Could you copy out every line of the data where the word "ProbeReport" occurs?

[Stored items]
[Start of Attachment]

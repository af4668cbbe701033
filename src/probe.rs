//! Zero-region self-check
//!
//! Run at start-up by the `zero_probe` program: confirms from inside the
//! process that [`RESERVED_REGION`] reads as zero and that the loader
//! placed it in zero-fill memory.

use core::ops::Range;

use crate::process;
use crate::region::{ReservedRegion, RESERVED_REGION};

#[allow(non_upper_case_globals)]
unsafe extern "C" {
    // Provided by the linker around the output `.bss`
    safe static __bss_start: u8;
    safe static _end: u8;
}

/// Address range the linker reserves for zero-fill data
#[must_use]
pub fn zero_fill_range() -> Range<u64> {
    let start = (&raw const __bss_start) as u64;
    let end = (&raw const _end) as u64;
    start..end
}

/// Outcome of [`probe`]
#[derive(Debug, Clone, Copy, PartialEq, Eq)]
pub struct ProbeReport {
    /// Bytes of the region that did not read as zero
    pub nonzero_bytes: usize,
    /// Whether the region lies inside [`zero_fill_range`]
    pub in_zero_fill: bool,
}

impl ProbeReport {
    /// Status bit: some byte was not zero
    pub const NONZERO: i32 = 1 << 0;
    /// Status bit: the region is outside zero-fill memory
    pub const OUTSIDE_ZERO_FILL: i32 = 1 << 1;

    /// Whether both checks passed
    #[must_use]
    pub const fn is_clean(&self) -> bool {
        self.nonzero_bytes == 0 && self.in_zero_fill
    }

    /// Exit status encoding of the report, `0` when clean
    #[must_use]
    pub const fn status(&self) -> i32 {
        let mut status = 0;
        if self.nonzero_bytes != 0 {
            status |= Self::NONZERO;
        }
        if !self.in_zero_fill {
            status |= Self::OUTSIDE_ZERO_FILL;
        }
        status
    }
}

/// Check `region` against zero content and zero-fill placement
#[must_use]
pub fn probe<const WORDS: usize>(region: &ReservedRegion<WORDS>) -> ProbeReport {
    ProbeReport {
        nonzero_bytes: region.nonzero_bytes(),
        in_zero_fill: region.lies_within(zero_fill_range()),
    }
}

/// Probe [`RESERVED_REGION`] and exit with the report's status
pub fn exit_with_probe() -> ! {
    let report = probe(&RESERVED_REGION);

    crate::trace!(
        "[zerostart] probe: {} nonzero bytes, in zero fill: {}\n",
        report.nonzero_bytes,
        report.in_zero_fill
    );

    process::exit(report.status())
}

[End of Attachment]
[Start of Attachment]

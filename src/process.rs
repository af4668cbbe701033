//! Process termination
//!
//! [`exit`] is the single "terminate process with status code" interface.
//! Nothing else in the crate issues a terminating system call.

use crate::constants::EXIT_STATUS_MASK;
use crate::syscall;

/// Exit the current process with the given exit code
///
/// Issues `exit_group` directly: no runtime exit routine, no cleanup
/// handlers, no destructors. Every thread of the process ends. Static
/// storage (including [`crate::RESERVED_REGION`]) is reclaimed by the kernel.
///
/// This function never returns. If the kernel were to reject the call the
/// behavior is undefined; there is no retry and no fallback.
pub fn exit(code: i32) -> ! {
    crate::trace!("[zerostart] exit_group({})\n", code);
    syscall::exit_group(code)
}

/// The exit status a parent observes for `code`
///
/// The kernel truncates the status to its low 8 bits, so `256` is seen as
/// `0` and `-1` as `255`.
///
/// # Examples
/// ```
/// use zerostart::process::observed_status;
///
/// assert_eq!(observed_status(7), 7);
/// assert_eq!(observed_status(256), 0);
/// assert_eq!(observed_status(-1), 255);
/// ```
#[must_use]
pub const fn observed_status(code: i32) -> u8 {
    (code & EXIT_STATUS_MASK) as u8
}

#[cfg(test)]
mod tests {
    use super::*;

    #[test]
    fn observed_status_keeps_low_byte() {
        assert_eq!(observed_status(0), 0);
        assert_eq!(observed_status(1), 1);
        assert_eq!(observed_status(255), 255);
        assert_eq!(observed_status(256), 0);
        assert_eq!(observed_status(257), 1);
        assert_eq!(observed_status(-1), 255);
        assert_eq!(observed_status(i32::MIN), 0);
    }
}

[End of Attachment]
[Start of Attachment]

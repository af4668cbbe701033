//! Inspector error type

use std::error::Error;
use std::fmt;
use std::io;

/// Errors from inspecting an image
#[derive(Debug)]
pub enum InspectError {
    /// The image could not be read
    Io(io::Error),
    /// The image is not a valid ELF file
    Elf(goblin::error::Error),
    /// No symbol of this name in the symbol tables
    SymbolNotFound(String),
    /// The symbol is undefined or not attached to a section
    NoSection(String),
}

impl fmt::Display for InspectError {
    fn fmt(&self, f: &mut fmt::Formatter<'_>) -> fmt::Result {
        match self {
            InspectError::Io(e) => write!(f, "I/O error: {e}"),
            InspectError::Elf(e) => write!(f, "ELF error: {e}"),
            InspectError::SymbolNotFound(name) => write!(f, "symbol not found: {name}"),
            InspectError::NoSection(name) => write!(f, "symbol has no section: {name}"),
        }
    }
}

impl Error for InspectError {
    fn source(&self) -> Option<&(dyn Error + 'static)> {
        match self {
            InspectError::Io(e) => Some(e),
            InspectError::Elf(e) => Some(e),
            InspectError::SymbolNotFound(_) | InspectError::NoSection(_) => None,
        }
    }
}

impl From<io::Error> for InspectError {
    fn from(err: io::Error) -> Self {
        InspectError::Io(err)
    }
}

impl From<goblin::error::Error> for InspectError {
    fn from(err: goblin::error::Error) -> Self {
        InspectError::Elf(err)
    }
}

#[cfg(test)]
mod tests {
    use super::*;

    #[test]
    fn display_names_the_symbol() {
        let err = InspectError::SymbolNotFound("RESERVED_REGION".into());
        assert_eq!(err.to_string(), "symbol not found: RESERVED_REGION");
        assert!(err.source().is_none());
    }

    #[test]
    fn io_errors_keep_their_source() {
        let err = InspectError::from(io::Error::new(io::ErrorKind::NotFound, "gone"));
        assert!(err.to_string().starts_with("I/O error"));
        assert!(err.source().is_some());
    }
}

[End of Attachment]

* _Answer_:
pub struct ProbeReport {
impl ProbeReport {
pub fn probe<const WORDS: usize>(region: &ReservedRegion<WORDS>) -> ProbeReport {
    ProbeReport {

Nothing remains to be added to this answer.